Royal Naval Hospital

The Royal Naval Hospital is a hospital of early 20th century origin at Castle Road, near Castletown. Built to serve the Royal Navy, the hospital opened in 1904 and succeeded an earlier one within the dockyard of Portland Harbour. In 1957, the hospital site was handed over to the National Health Service, who continue to run it as the Portland Community Hospital.
In recent years, both the surviving hospital building and the Gatehouse Surgery have been designated Important Local Buildings. The former is considered as being part of a "prominent group of Edwardian naval buildings" (alongside the three former Admiralty residences at Castle Road), while also retaining "an important link with the Royal Navy's former presence". In 2019, Portland Town Council added the World War II underground features to their list of local heritage assets.
History
Original medical facilities at Portland
In the mid-19th century, Portland Roads was transformed into a harbour of refuge with the building of two breakwater arms between 1849-72. In addition to the construction of the breakwaters and coaling facilities for the Royal Navy's fleet of steam-powered warships, other naval facilities were established, including a general naval hospital within the dockyard in the late 1860s.

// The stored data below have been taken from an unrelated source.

//! Topic address space.
//!
//! Maps bus addresses to entity identifiers and back. A template is a
//! format string with a `{base}` placeholder and exactly one single-level
//! wildcard segment (`+`), e.g. `{base}/v1/stations/+`. Compiled matchers
//! are cached per template.

use std::sync::Arc;

use dashmap::DashMap;
use regex::Regex;

use crate::error::Error;

// ── Templates ────────────────────────────────────────────────────────

/// Placeholder substituted with the configured base topic.
pub const BASE_PLACEHOLDER: &str = "{base}";

pub const STATIONS: &str = "{base}/v1/stations/+";
pub const CLUSTERS: &str = "{base}/v1/clusters/+";
pub const MEASUREMENTS: &str = "{base}/v1/measurements/+";

const SEPARATOR: char = '/';
const SINGLE_LEVEL: &str = "+";
const MULTI_LEVEL: &str = "#";

// ── TopicMatcher ─────────────────────────────────────────────────────

/// A compiled template: the concrete subscription filter plus an anchored
/// regex whose single capture group is the wildcard segment.
#[derive(Debug)]
pub struct TopicMatcher {
    template: String,
    filter: String,
    regex: Regex,
}

impl TopicMatcher {
    fn compile(template: &str, base: &str) -> Result<Self, Error> {
        let filter = template.replace(BASE_PLACEHOLDER, base);
        let malformed = |reason: &str| Error::MalformedTemplate {
            template: template.to_owned(),
            reason: reason.to_owned(),
        };

        let mut wildcards = 0usize;
        let mut parts = Vec::new();
        for segment in filter.split(SEPARATOR) {
            if segment == SINGLE_LEVEL {
                wildcards += 1;
                parts.push("([^/]+)".to_owned());
            } else if segment.contains(MULTI_LEVEL) {
                return Err(malformed("multi-level wildcard '#' is not allowed"));
            } else if segment.contains(SINGLE_LEVEL) {
                return Err(malformed("'+' must occupy a whole segment"));
            } else {
                parts.push(regex::escape(segment));
            }
        }

        if wildcards != 1 {
            return Err(malformed(&format!(
                "expected exactly one '+' wildcard, found {wildcards}"
            )));
        }

        let regex = Regex::new(&format!("^{}$", parts.join("/")))
            .map_err(|e| malformed(&e.to_string()))?;

        Ok(Self {
            template: template.to_owned(),
            filter,
            regex,
        })
    }

    /// The unexpanded template this matcher was built from.
    pub fn template(&self) -> &str {
        &self.template
    }

    /// The concrete subscription filter (base substituted, wildcard kept).
    pub fn filter(&self) -> &str {
        &self.filter
    }

    /// Extract the wildcard segment from a concrete topic.
    pub fn extract(&self, topic: &str) -> Result<String, Error> {
        self.regex
            .captures(topic)
            .and_then(|caps| caps.get(1))
            .map(|m| m.as_str().to_owned())
            .ok_or_else(|| Error::NoMatch {
                topic: topic.to_owned(),
                template: self.template.clone(),
            })
    }

    /// Render a concrete topic by substituting `id` for the wildcard.
    pub fn render(&self, id: &str) -> Result<String, Error> {
        validate_segment(id)?;
        let rendered = self
            .filter
            .split(SEPARATOR)
            .map(|segment| if segment == SINGLE_LEVEL { id } else { segment })
            .collect::<Vec<_>>()
            .join("/");
        Ok(rendered)
    }

    pub fn matches(&self, topic: &str) -> bool {
        self.regex.is_match(topic)
    }
}

fn validate_segment(id: &str) -> Result<(), Error> {
    let reason = if id.is_empty() {
        "segment is empty"
    } else if id.contains(SEPARATOR) {
        "segment contains the '/' separator"
    } else if id.contains(SINGLE_LEVEL) || id.contains(MULTI_LEVEL) {
        "segment contains a wildcard character"
    } else {
        return Ok(());
    };
    Err(Error::InvalidSegment {
        segment: id.to_owned(),
        reason,
    })
}

// ── TopicSpace ───────────────────────────────────────────────────────

/// Address space rooted at a base topic.
///
/// Trailing separators on the base are trimmed once here, so rendering is
/// idempotent no matter how the base was configured.
#[derive(Debug)]
pub struct TopicSpace {
    base: String,
    cache: DashMap<String, Arc<TopicMatcher>>,
}

impl TopicSpace {
    pub fn new(base: impl Into<String>) -> Self {
        let base: String = base.into();
        Self {
            base: base.trim_end_matches(SEPARATOR).to_owned(),
            cache: DashMap::new(),
        }
    }

    pub fn base(&self) -> &str {
        &self.base
    }

    /// Compile (or fetch from cache) the matcher for `template`.
    pub fn compile(&self, template: &str) -> Result<Arc<TopicMatcher>, Error> {
        if let Some(matcher) = self.cache.get(template) {
            return Ok(Arc::clone(matcher.value()));
        }
        let matcher = Arc::new(TopicMatcher::compile(template, &self.base)?);
        self.cache.insert(template.to_owned(), Arc::clone(&matcher));
        Ok(matcher)
    }

    pub fn extract_id(&self, topic: &str, template: &str) -> Result<String, Error> {
        self.compile(template)?.extract(topic)
    }

    pub fn render(&self, template: &str, id: &str) -> Result<String, Error> {
        self.compile(template)?.render(id)
    }

    // ── Entity shortcuts ─────────────────────────────────────────────

    pub fn station_topic(&self, id: &str) -> Result<String, Error> {
        self.render(STATIONS, id)
    }

    pub fn cluster_topic(&self, id: &str) -> Result<String, Error> {
        self.render(CLUSTERS, id)
    }

    pub fn stations_filter(&self) -> Result<String, Error> {
        Ok(self.compile(STATIONS)?.filter().to_owned())
    }

    pub fn clusters_filter(&self) -> Result<String, Error> {
        Ok(self.compile(CLUSTERS)?.filter().to_owned())
    }

    pub fn measurements_filter(&self) -> Result<String, Error> {
        Ok(self.compile(MEASUREMENTS)?.filter().to_owned())
    }
}

// ── Subscription filters ─────────────────────────────────────────────

/// Translate an MQTT subscription filter into an anchored regex.
///
/// `+` matches exactly one segment. `#` must be the final segment and
/// matches the parent level and everything below it.
pub(crate) fn filter_regex(filter: &str) -> Result<Regex, Error> {
    let malformed = |reason: &str| Error::MalformedTemplate {
        template: filter.to_owned(),
        reason: reason.to_owned(),
    };

    let segments: Vec<&str> = filter.split(SEPARATOR).collect();
    let last = segments.len().saturating_sub(1);
    let mut pattern = String::from("^");

    for (idx, segment) in segments.iter().enumerate() {
        match *segment {
            MULTI_LEVEL if idx != last => {
                return Err(malformed("'#' must be the last segment"));
            }
            MULTI_LEVEL if idx == 0 => pattern.push_str(".*"),
            MULTI_LEVEL => pattern.push_str("(?:/.*)?"),
            _ => {
                let partial_wildcard =
                    segment.contains(SINGLE_LEVEL) && *segment != SINGLE_LEVEL;
                if segment.contains(MULTI_LEVEL) || partial_wildcard {
                    return Err(malformed("wildcards must occupy a whole segment"));
                }
                if idx > 0 {
                    pattern.push('/');
                }
                if *segment == SINGLE_LEVEL {
                    pattern.push_str("[^/]+");
                } else {
                    pattern.push_str(&regex::escape(segment));
                }
            }
        }
    }
    pattern.push('$');

    Regex::new(&pattern).map_err(|e| malformed(&e.to_string()))
}

// ── Tests ────────────────────────────────────────────────────────────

The Admiralty did not originally intend to establish any medical facilities at Portland, but to transport any sick and injured naval personnel to the RN Hospital at Haslar. At the end of 1866, with the breakwater works virtually completed, the Admiralty decided to survey some of the soon-to-be vacant buildings at Portland Nore, which were used in connection with the works, to ascertain if any would be suitable for conversion into sick quarters. A hospital was subsequently established within two of the buildings. They were purchased by the Admiralty from the contractor Mr. John Leather for a cost of £5,185 in March 1867 and subsequently converted to provide two wards and other associated facilities.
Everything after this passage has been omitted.